Observatories¶
The jmapObservatory
class is a custom observatory designed specifically for viewing JMAP Stars. It extends the functionality of the base Observatory class, providing additional methods and attributes tailored to the graph models outputted by JMAP Star. This class allows for detailed analysis and exploration of complex data relationships within the JMAP framework.
jmapObservatory¶
- class thema.probe.observatories.jmapObservatory.jmapObservatory(star_file)[source]¶
Bases:
Observatory
Custom observatory for viewing JMAP Stars.

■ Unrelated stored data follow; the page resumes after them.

//! Paper lookup handlers

use axum::{
    extract::{rejection::QueryRejection, Query, State},
    Json,
};
use citeforge_common::{
    errors::{AppError, Result},
    metrics::RequestMetrics,
    PublicationRecord,
};
use serde::{Deserialize, Serialize};
use std::time::Instant;
use validator::Validate;

use super::validation_error;
use crate::AppState;

/// Search query parameters
#[derive(Debug, Deserialize, Validate)]
pub struct SearchParams {
    #[validate(length(min = 1, max = 500))]
    pub query: String,

    #[serde(default = "default_limit")]
    #[validate(range(min = 1, max = 100))]
    pub limit: usize,
}

fn default_limit() -> usize { 10 }

/// Search response
#[derive(Debug, Serialize)]
#[serde(rename_all = "camelCase")]
pub struct SearchResponse {
    pub query: String,
    pub provider: String,
    pub total_results: usize,
    pub results: Vec<PublicationRecord>,
    pub processing_time_ms: u64,
}

/// Find candidate seed papers by title
pub async fn search(
    State(state): State<AppState>,
    params: std::result::Result<Query<SearchParams>, QueryRejection>,
) -> Result<Json<SearchResponse>> {
    let metrics = RequestMetrics::start("GET", "/v2/papers/search");

    let result = run_search(&state, params).await;

    metrics.finish(match &result {
        Ok(_) => 200,
        Err(e) => e.status_code().as_u16(),
    });

    result.map(Json)
}

async fn run_search(
    state: &AppState,
    params: std::result::Result<Query<SearchParams>, QueryRejection>,
) -> Result<SearchResponse> {
    let start = Instant::now();

    let Query(params) = params.map_err(|e| AppError::InvalidFormat {
        message: e.body_text(),
    })?;
    params.validate().map_err(validation_error)?;

    let query = params.query.trim();
    if query.is_empty() {
        return Err(AppError::Validation {
            message: "query must contain non-whitespace characters".to_string(),
            field: Some("query".to_string()),
        });
    }

    let provider = state.analyzer.provider();
    let results = provider.search(query, params.limit).await?;

    Ok(SearchResponse {
        query: params.query,
        provider: provider.name().to_string(),
        total_results: results.len(),
        results,
        processing_time_ms: start.elapsed().as_millis() as u64,
    })
}
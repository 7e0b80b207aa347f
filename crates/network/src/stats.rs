//! Network statistics

use crate::graph::CitationGraph;
use citeforge_common::errors::{AppError, Result};
use serde::Serialize;
use std::cmp::Reverse;

/// How many papers the most-cited list holds
pub const MOST_CITED_LIMIT: usize = 5;

/// Aggregate metrics for one network
#[derive(Debug, Clone, PartialEq, Serialize)]
#[serde(rename_all = "camelCase")]
pub struct NetworkStats {
    /// Attributed papers
    pub nodes: usize,
    /// Citation edges, including those touching shadow nodes
    pub edges: usize,
    /// edges / max(1, nodes), two decimals
    pub average_citations: f64,
    pub most_cited_papers: Vec<MostCitedPaper>,
}

/// Entry of the most-cited list
#[derive(Debug, Clone, PartialEq, Serialize)]
#[serde(rename_all = "camelCase")]
pub struct MostCitedPaper {
    #[serde(skip)]
    pub id: String,
    pub title: String,
    pub authors: String,
    pub year: Option<i32>,
    /// In-degree within the network
    pub citation_count: usize,
}

/// Compute statistics. Fails when no paper carries attributes.
pub fn compute_stats(graph: &CitationGraph) -> Result<NetworkStats> {
    let nodes = graph.attributed_count();
    if nodes == 0 {
        return Err(AppError::EmptyNetwork {
            reason: "network has no attributed papers".to_string(),
        });
    }

    let edges = graph.edge_count();
    let average_citations = round2(edges as f64 / nodes.max(1) as f64);

    let mut ranked: Vec<(usize, Option<u64>, &str)> = graph
        .nodes()
        .filter_map(|node| {
            node.record()
                .map(|record| (graph.in_degree(&node.id), record.citation_count, node.id.as_str()))
        })
        .collect();

    // in-degree desc, external citation count desc (absent last), id asc
    ranked.sort_by_key(|&(degree, external, id)| (Reverse(degree), Reverse(external), id));

    let most_cited_papers = ranked
        .into_iter()
        .take(MOST_CITED_LIMIT)
        .filter_map(|(degree, _, id)| {
            let record = graph.get(id)?.record()?;
            Some(MostCitedPaper {
                id: id.to_string(),
                title: record.title.clone(),
                authors: record.author_line(),
                year: record.year,
                citation_count: degree,
            })
        })
        .collect();

    Ok(NetworkStats {
        nodes,
        edges,
        average_citations,
        most_cited_papers,
    })
}

fn round2(value: f64) -> f64 {
    (value * 100.0).round() / 100.0
}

This class extends the Observatory class and provides additional functionality specific to the graph models outputted by JMAP Star.
Parameters:¶
- star_filestr
The file path to the star file.
Attributes:¶
- _unclusteredlist
A list of unclustered items.
- _group_lookuptabledict
A dictionary to aid in group decomposition and item lookup.
- _node_lookuptabledict
A dictionary to aid in group decomposition and item lookup.
- _group_directorydict
A dictionary containing cluster members for each group.
Methods:¶
- get_items_groupID(item_id)
Look up function for finding an item’s connected component (i.e., group).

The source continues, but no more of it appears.